# Hsbc/altisource



## kaynppreservation (Aug 27, 2013)

Was at a property with Realtor and she said that HSBC has taken all of their files and moved them all to Altisource. So I am assuming that if this has happened, means that Screwguard has lost another client. I know altisource doesn't pay great at all or even if you will get paid. I am hearing more rumblings as well with SG and wondering if they are about to bust or what do you all think. I know what most of you think of SG anyway.


----------



## GTX63 (Apr 12, 2012)

Safeguard isn''t going anywhere.


----------



## All Island Handy (Dec 12, 2012)

GTX63 said:


> Safeguard isn''t going anywhere.


too bad!!!!..... the world would be such a better place:thumbup:


----------



## JenkinsHB (Apr 11, 2012)

Safeguard is behind right now because they just signed all of New England for Fannie Mae REO. HSBC is most likely moving to Altisource because none of the BOTG can make any money off of their orders ... no allowables and no bid approvals. It won't matter what company they have service their orders; if the BOTG can't make any money off of them, then they are always going to be the last orders done.


----------



## allure9121 (Jan 26, 2014)

I just got an email from Altisource looking for contractors to cover New York areas.
I assume there pay is very low?


----------



## JenkinsHB (Apr 11, 2012)

allure9121 said:


> I just got an email from Altisource looking for contractors to cover New York areas.
> I assume there pay is very low?


It's negotiable if you are working for them directly.


----------



## allure9121 (Jan 26, 2014)

Thanks


----------



## UnitedFieldInspections (Dec 20, 2012)

I got the same email.The problem is they want the entire state covered.There is no way possible.In Rockland where i am located the counties around here all need to be licensed and it cost$$$ There is no way possible.


----------



## shsr (Jan 30, 2013)

HSBC is selling their whole US servicing portfolio. That's what the local HSBC broker told me FWIW


----------



## Zuse (Nov 17, 2012)

Presented without comment :icon_rolleyes:


----------



## lakeshore67 (Sep 5, 2014)

Zuse said:


> Presented without comment :icon_rolleyes:


OMG!!!! That's BS


----------



## Craigslist Hack (Jun 14, 2012)

Zuse said:


> Presented without comment :icon_rolleyes:


Hallmark?


----------



## Zuse (Nov 17, 2012)

Craigslist Hack said:


> Hallmark?



Actual Christmas card sent out HSBC Home Owners..Crazy I know.


----------



## Craigslist Hack (Jun 14, 2012)

Zuse said:


> Actual Christmas card sent out HSBC Home Owners..Crazy I know.

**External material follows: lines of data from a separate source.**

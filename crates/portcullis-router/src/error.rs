//! Route table construction errors.

use thiserror::Error;

/// A malformed route pattern or registration.
///
/// Compile errors are raised while the route table is being built and are
/// fatal: a router that failed to compile is never served.
#[derive(Debug, Error)]
pub enum CompileError {
    /// A wildcard appeared somewhere other than the final segment.
    #[error("wildcard must be the last segment in pattern `{pattern}`")]
    WildcardNotLast {
        /// The offending pattern
        pattern: String,
    },

    /// The same parameter name was bound twice in one pattern.
    #[error("duplicate parameter `{name}` in pattern `{pattern}`")]
    DuplicateParam {
        /// The offending pattern
        pattern: String,
        /// The repeated parameter name
        name: String,
    },

    /// A `{name:RE}` constraint failed to compile.
    #[error("invalid regex for parameter `{name}` in pattern `{pattern}`: {source}")]
    InvalidRegex {
        /// The offending pattern
        pattern: String,
        /// The parameter carrying the regex
        name: String,
        /// The underlying regex error
        #[source]
        source: regex::Error,
    },

    /// A `{` was never closed.
    #[error("unterminated parameter in pattern `{pattern}`")]
    UnterminatedParam {
        /// The offending pattern
        pattern: String,
    },

    /// A parameter name was empty or contained characters outside `[A-Za-z0-9_]`.
    #[error("invalid parameter name `{name}` in pattern `{pattern}`")]
    InvalidParamName {
        /// The offending pattern
        pattern: String,
        /// The rejected name
        name: String,
    },

    /// A parameter or wildcard token shared its segment with literal text.
    #[error("segment `{segment}` mixes a parameter with literal text in pattern `{pattern}`")]
    MixedSegment {
        /// The offending pattern
        pattern: String,
        /// The segment that could not be classified
        segment: String,
    },

    /// Two wildcards with different names were registered at the same position.
    #[error("wildcard `*{name}` in pattern `{pattern}` conflicts with existing `*{existing}`")]
    WildcardConflict {
        /// The offending pattern
        pattern: String,
        /// The new wildcard name
        name: String,
        /// The wildcard name already registered at that position
        existing: String,
    },

    /// A route was registered without a terminal handler.
    #[error("route `{method} {pattern}` has no handler")]
    MissingHandler {
        /// The offending pattern
        pattern: String,
        /// The method the route was registered for
        method: String,
    },
}

impl CompileError {
    /// Returns the pattern the error was raised for.
    #[must_use]
    pub fn pattern(&self) -> &str {
        match self {
            Self::WildcardNotLast { pattern }
            | Self::DuplicateParam { pattern, .. }
            | Self::InvalidRegex { pattern, .. }
            | Self::UnterminatedParam { pattern }
            | Self::InvalidParamName { pattern, .. }
            | Self::MixedSegment { pattern, .. }
            | Self::WildcardConflict { pattern, .. }
            | Self::MissingHandler { pattern, .. } => pattern,
        }
    }
}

It's amazing to me how many properties we get in February and March that still have the Christmas decorations up.


----------



## Zuse (Nov 17, 2012)

Craigslist Hack said:


> It's amazing to me how many properties we get in February and March that still have the Christmas decorations up.


For some odd reason we always get hanging light bids back.


----------



## Craigslist Hack (Jun 14, 2012)

Zuse said:


> For some odd reason we always get hanging light bids back.


When we carry the tree to the curb we like to place the presents neatly under it with care.


----------



## cover2 (Apr 3, 2013)

lakeshore67 said:


> OMG!!!! That's BS


 You know what is really sad about this.........Some where in the corporate hierarchy some idiot thought this would be a good idea. 
"this will show we have a heart and are reaching out while we pull the rug out from underneath them" "Johnson my boy you are on the fast track to a promotion excellent thinking"  idiots!


----------



## Wannabe (Oct 1, 2012)

shsr said:


> HSBC is selling their whole US servicing portfolio. That's what the local HSBC broker told me FWIW


They sold to SPS.


----------



## damaton (Aug 8, 2012)

Actually HSBC just closed their marketing division. Altisource will market the properties through Hubzu. SG will continue to service the preservation activities. We are an AS contractor and all we do is Broker sign off, house measurements, marketing sign info, etc.


----------



## Motovated Pro (Dec 8, 2014)

Of course SG isn't going anywhere we contractors pay them very well. Do you know that Hud pays SG $175 for grass cuts and they pay us a mere $28 to $35 I've been with them for over 10 years and I have been asking for a increase in pay with no success so this was my last year. if you have employees that been with you that long I'm sure you have given them a pay increase a time or two. SG is getting harder and harder to due business with.


----------



## mtmtnman (May 1, 2012)

$175 per property per month, NOT per cut.............


----------



## TLC Homes (Jan 1, 2015)

I applied to Altisource and they said they were going to hire me for my states REO work then they come back wanting Audited Financials, HO::Y #*@% do you know what that costs???? My accountant wanted 30,000!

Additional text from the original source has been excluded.